USDA's Vilsack talks about the future but wants to waste $6b on the past

Today, Secretary of Agriculture Tom Vilsack gave a speech outlining the administration’s policies on biofuels, focused on reducing our dependence on foreign oil and supporting rural economies. Unfortunately, while he embraced a vision for transitioning from corn ethanol towards the newer, cleaner, advanced biofuels we need, when it came to concrete policy he signaled administration support for an extension of wasteful corn ethanol subsidies and praised EPA’s flawed decision to allow even more corn ethanol to be blended into our fuel supply.

Vilsack reaffirmed the goal laid out in the Renewable Fuels Standard to produce 21 billion gallons of advanced biofuels by 2022 and acknowledged that the biofuels that we produce today—roughly 12 billion gallons of ethanol, primarily from corn—are not advanced:

Today, we produce around 12 billion gallons of ethanol biofuels and around 800 million gallons of biodisel. Very little of which is considered an advanced biofuel.
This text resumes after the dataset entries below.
//! Level Data
//!
//! Immutable world description loaded at startup: team spawn anchors,
//! treasure homes, the camera/gun/harpoon local offset chain, map bounds and
//! static collider boxes. Serialized as JSON; a built-in default level is
//! provided for tests and for running without a level file.

use std::path::Path;

use serde::{Deserialize, Serialize};
use thiserror::Error;

use crate::core::quat::Quat;
use crate::core::vec3::Vec3;

/// Level loading failure.
#[derive(Debug, Error)]
pub enum LevelError {
    #[error("failed to read level file: {0}")]
    Io(#[from] std::io::Error),

    #[error("failed to parse level file: {0}")]
    Parse(#[from] serde_json::Error),

    #[error("level has no static geometry")]
    Empty,
}

// =============================================================================
// POSE
// =============================================================================

/// A rigid transform: rotation then translation.
///
/// Used for spawn anchors and for the held-harpoon attachment chain
/// (player pose ∘ gun offset ∘ harpoon offset).
#[derive(Clone, Copy, Debug, PartialEq, Default, Serialize, Deserialize)]
pub struct Pose {
    pub position: Vec3,
    pub rotation: Quat,
}

impl Pose {
    /// Identity transform.
    pub const IDENTITY: Self = Self {
        position: Vec3::ZERO,
        rotation: Quat::IDENTITY,
    };

    /// Create from parts.
    #[inline]
    pub const fn new(position: Vec3, rotation: Quat) -> Self {
        Self { position, rotation }
    }

    /// Compose with a child transform: `self` applied after `child`.
    #[inline]
    pub fn compose(self, child: Pose) -> Pose {
        Pose {
            position: self.position + self.rotation.rotate(child.position),
            rotation: self.rotation * child.rotation,
        }
    }

    /// Map a local point into world space.
    #[inline]
    pub fn transform_point(self, local: Vec3) -> Vec3 {
        self.position + self.rotation.rotate(local)
    }
}

// =============================================================================
// LEVEL DATA
// =============================================================================

/// Axis-aligned static collider box.
#[derive(Clone, Copy, Debug, PartialEq, Serialize, Deserialize)]
pub struct StaticBox {
    pub center: Vec3,
    pub half_extents: Vec3,
}

/// Everything the simulation needs to know about the world, fixed at startup.
#[derive(Clone, Debug, Serialize, Deserialize)]
pub struct LevelData {
    /// Per-team spawn transforms, indexed by `Team::index`
    pub team_spawns: [Pose; 2],

    /// Per-team treasure home anchors, indexed by `Team::index`
    pub treasure_homes: [Vec3; 2],

    /// Camera offset in player-local space; grab rays originate here
    pub camera_offset: Pose,

    /// Gun muzzle offset in player-local space
    pub gun_offset: Pose,

    /// Held-harpoon offset in gun-local space
    pub harpoon_offset: Pose,

    /// Symmetric play-area half extents; players are kept inside
    pub map_half_extents: Vec3,

    /// Static collider boxes (walls, rocks, wrecks)
    pub static_boxes: Vec<StaticBox>,
}

impl LevelData {
    /// Load a level from a JSON file.
    pub fn load(path: &Path) -> Result<Self, LevelError> {
        let text = std::fs::read_to_string(path)?;
        let level: LevelData = serde_json::from_str(&text)?;
        if level.static_boxes.is_empty() {
            return Err(LevelError::Empty);
        }
        Ok(level)
    }

    /// World-space pose of a player's gun muzzle.
    #[inline]
    pub fn muzzle_pose(&self, player_pose: Pose) -> Pose {
        player_pose.compose(self.gun_offset)
    }

    /// World-space pose of a held harpoon, rigidly attached to its owner.
    #[inline]
    pub fn held_harpoon_pose(&self, player_pose: Pose) -> Pose {
        player_pose.compose(self.gun_offset).compose(self.harpoon_offset)
    }

    /// World-space grab-ray origin for a player.
    #[inline]
    pub fn camera_position(&self, player_pose: Pose) -> Vec3 {
        player_pose.compose(self.camera_offset).position
    }
}

impl Default for LevelData {
    /// The built-in arena: a walled box with opposing spawns along the y axis
    /// and a few cover blocks around the middle.
    fn default() -> Self {
        let spawn_red = Pose::new(Vec3::new(0.0, -14.0, 2.0), Quat::IDENTITY);
        let spawn_blue = Pose::new(
            Vec3::new(0.0, 14.0, 2.0),
            Quat::from_axis_angle(Vec3::UP, std::f32::consts::PI),
        );
        Self {
            team_spawns: [spawn_red, spawn_blue],
            treasure_homes: [Vec3::new(0.0, -14.0, 1.0), Vec3::new(0.0, 14.0, 1.0)],
            camera_offset: Pose::new(Vec3::new(0.0, 0.0, 0.6), Quat::IDENTITY),
            gun_offset: Pose::new(Vec3::new(0.4, 0.0, 0.2), Quat::IDENTITY),
            harpoon_offset: Pose::new(Vec3::new(0.0, 0.0, -0.5), Quat::IDENTITY),
            map_half_extents: Vec3::new(20.0, 20.0, 10.0),
            static_boxes: vec![
                // Center wreck
                StaticBox {
                    center: Vec3::new(0.0, 0.0, 1.0),
                    half_extents: Vec3::new(3.0, 1.0, 1.0),
                },
                // Side cover
                StaticBox {
                    center: Vec3::new(-8.0, -5.0, 1.0),
                    half_extents: Vec3::new(1.0, 2.0, 1.0),
                },
                StaticBox {
                    center: Vec3::new(8.0, 5.0, 1.0),
                    half_extents: Vec3::new(1.0, 2.0, 1.0),
                },
            ],
        }
    }
}

// =============================================================================
// TESTS
// =============================================================================
fn ray_aabb(origin: Vec3, dir: Vec3, center: Vec3, half: Vec3) -> Option<f32> {
    // Slab test
    let min = center - half;
    let max = center + half;
    let mut t_near = f32::NEG_INFINITY;
    let mut t_far = f32::INFINITY;

    for (o, d, lo, hi) in [
        (origin.x, dir.x, min.x, max.x),
        (origin.y, dir.y, min.y, max.y),
        (origin.z, dir.z, min.z, max.z),
    ] {
        if d.abs() < f32::EPSILON {
            if o < lo || o > hi {
                return None;
            }
            continue;
        }
        let inv = 1.0 / d;
        let (t0, t1) = {
            let a = (lo - o) * inv;
            let b = (hi - o) * inv;
            if a < b { (a, b) } else { (b, a) }
        };
        t_near = t_near.max(t0);
        t_far = t_far.min(t1);
        if t_near > t_far {
            return None;
        }
    }

    if t_far < 0.0 {
        return None;
    }
    Some(t_near.max(0.0))
}
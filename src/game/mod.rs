//! Authoritative game simulation.
//!
//! Single-owner, synchronous: the network layer feeds decoded intents in and
//! reads snapshots out; nothing here is shared across tasks.

pub mod harpoon;
pub mod input;
pub mod level;
pub mod resolve;
pub mod state;
pub mod tick;
pub mod treasure;

pub use input::TickIntent;
pub use level::{LevelData, LevelError, Pose};
pub use state::{
    GamePhase, GameState, Harpoon, HarpoonState, Nickname, Player, PlayerId, Team, Treasure,
};
pub use tick::{tick, Simulation, TickResult};
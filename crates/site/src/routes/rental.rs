//! Rental catalog route handler.
//!
//! The catalog grid with the two-dimension filter sidebar. Filter state
//! travels in query parameters, so every combination is a plain link
//! and the empty state's "clear filters" is just `/rental`.

use askama::Template;
use askama_web::WebTemplate;
use axum::extract::{Query, State};
use serde::Deserialize;
use tracing::instrument;

use arcline_core::filter::{ALL, AMPERAGE_BANDS, CatalogFilter, apply, category_options};
use arcline_core::{CatalogItem, seed};
use arcline_store::hydrate;

use crate::filters;
use crate::state::AppState;

/// Filter query parameters.
#[derive(Debug, Deserialize)]
pub struct RentalQuery {
    pub category: Option<String>,
    pub amperage: Option<String>,
}

/// One selectable option in the filter sidebar.
pub struct FilterOption {
    pub label: String,
    pub href: String,
    pub selected: bool,
}

/// Product display data for the catalog grid.
pub struct ProductCard {
    pub name: String,
    pub category: String,
    pub kind: String,
    pub amperage: i64,
    pub description: String,
    pub image_url: Option<String>,
    pub specs: Vec<(String, String)>,
    /// WhatsApp consult link prefilled with the item name.
    pub consult_link: String,
}

impl ProductCard {
    fn from_item(item: &CatalogItem, whatsapp: &str) -> Self {
        let message = format!(
            "Hello, I would like to check availability for: {}",
            item.name
        );
        Self {
            name: item.name.clone(),
            category: item.category.clone(),
            kind: item.kind.clone(),
            amperage: item.amperage,
            description: item.description.clone(),
            image_url: item.image_url.clone(),
            specs: item
                .specifications
                .iter()
                .map(|(k, v)| (k.to_string(), v.to_string()))
                .collect(),
            consult_link: format!("https://wa.me/{whatsapp}?text={}", urlencoding::encode(&message)),
        }
    }
}

/// Rental catalog page template.
#[derive(Template, WebTemplate)]
#[template(path = "rental.html")]
pub struct RentalTemplate {
    pub products: Vec<ProductCard>,
    pub category_options: Vec<FilterOption>,
    pub amperage_options: Vec<FilterOption>,
    pub filtered: bool,
}

/// Link for a filter combination, omitting `All` dimensions.
fn filter_href(category: &str, amperage: &str) -> String {
    let mut params = Vec::new();
    if category != ALL {
        params.push(format!("category={}", urlencoding::encode(category)));
    }
    if amperage != ALL {
        params.push(format!("amperage={}", urlencoding::encode(amperage)));
    }
    if params.is_empty() {
        "/rental".to_string()
    } else {
        format!("/rental?{}", params.join("&"))
    }
}

/// Display the rental catalog.
#[instrument(skip(state))]
pub async fn rental(
    State(state): State<AppState>,
    Query(query): Query<RentalQuery>,
) -> RentalTemplate {
    let catalog = hydrate(
        "products",
        state.store().list_products().await,
        seed::rental_catalog(),
    );

    let filter = CatalogFilter::from_params(query.category, query.amperage);

    let category_options = category_options(&catalog.items)
        .into_iter()
        .map(|category| FilterOption {
            label: if category == ALL {
                "All categories".to_string()
            } else {
                category.clone()
            },
            href: filter_href(&category, &filter.amperage),
            selected: category == filter.category,
        })
        .collect();

    let amperage_options = std::iter::once(ALL)
        .chain(AMPERAGE_BANDS.iter().copied())
        .map(|band| FilterOption {
            label: if band == ALL {
                "All".to_string()
            } else {
                format!("{band}A")
            },
            href: filter_href(&filter.category, band),
            selected: band == filter.amperage,
        })
        .collect();

    let whatsapp = state.contact().whatsapp.clone();
    let products = apply(&catalog.items, &filter)
        .into_iter()
        .map(|item| ProductCard::from_item(item, &whatsapp))
        .collect();

    RentalTemplate {
        products,
        category_options,
        amperage_options,
        filtered: !filter.is_unfiltered(),
    }
}

#[cfg(test)]
mod tests {
    use super::*;

    #[test]
    fn filter_href_omits_all_dimensions() {
        assert_eq!(filter_href(ALL, ALL), "/rental");
        assert_eq!(filter_href("TIG", ALL), "/rental?category=TIG");
        assert_eq!(filter_href(ALL, "200"), "/rental?amperage=200");
        assert_eq!(
            filter_href("MIG/MAG", "250"),
            "/rental?category=MIG%2FMAG&amperage=250"
        );
    }

    #[test]
    fn consult_link_encodes_item_name() {
        let items = seed::rental_catalog();
        let card = ProductCard::from_item(&items[0], "551134567890");
        assert!(card.consult_link.starts_with("https://wa.me/551134567890?text="));
        assert!(!card.consult_link.contains(' '));
    }
}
He also focused on a new USDA Economic Research Service report titled Effects of Increased Biofuels in the US Economy in 2022, which highlights the positive economic impacts of increased productivity and technological progress in the domestic biofuels industry.

However, Secretary Vilsack failed to make a critical distinction between policies that promote more biofuels and those that promote better biofuels.  Instead, he indicated administration support for an extension of the largest government incentive program for biofuels—the Volumetric Ethanol Excise Tax Credit or “VEETC”—which has cost taxpayers $20 billion over the last four years and gone primarily towards subsidizing the mature corn ethanol industry, and ironically the oil industry.  Besides competing with our food supply and raising the price of food and feed in our stores, the EPA found that when all direct and indirect impacts are factored in, corn ethanol creates more global warming polluting than the gasoline it is meant to replace. While Vilsack acknowledged that reform is needed and only called for a “short-term” extension, even a one-year extension of the VEETC at current levels would cost taxpayers nearly $6 billion and deliver little to no additional domestic corn ethanol production above and beyond what is already mandated by the RFS.  But besides being redundant and wasteful at a time when every dollar counts, it comes at the expense of developing new and cleaner advanced biofuels, such as perennial grasses grown on marginal or once degraded lands, winter cover crops grown on exposed cropland, and sustainably managed forests that provide a wide range of critical ecosystem services.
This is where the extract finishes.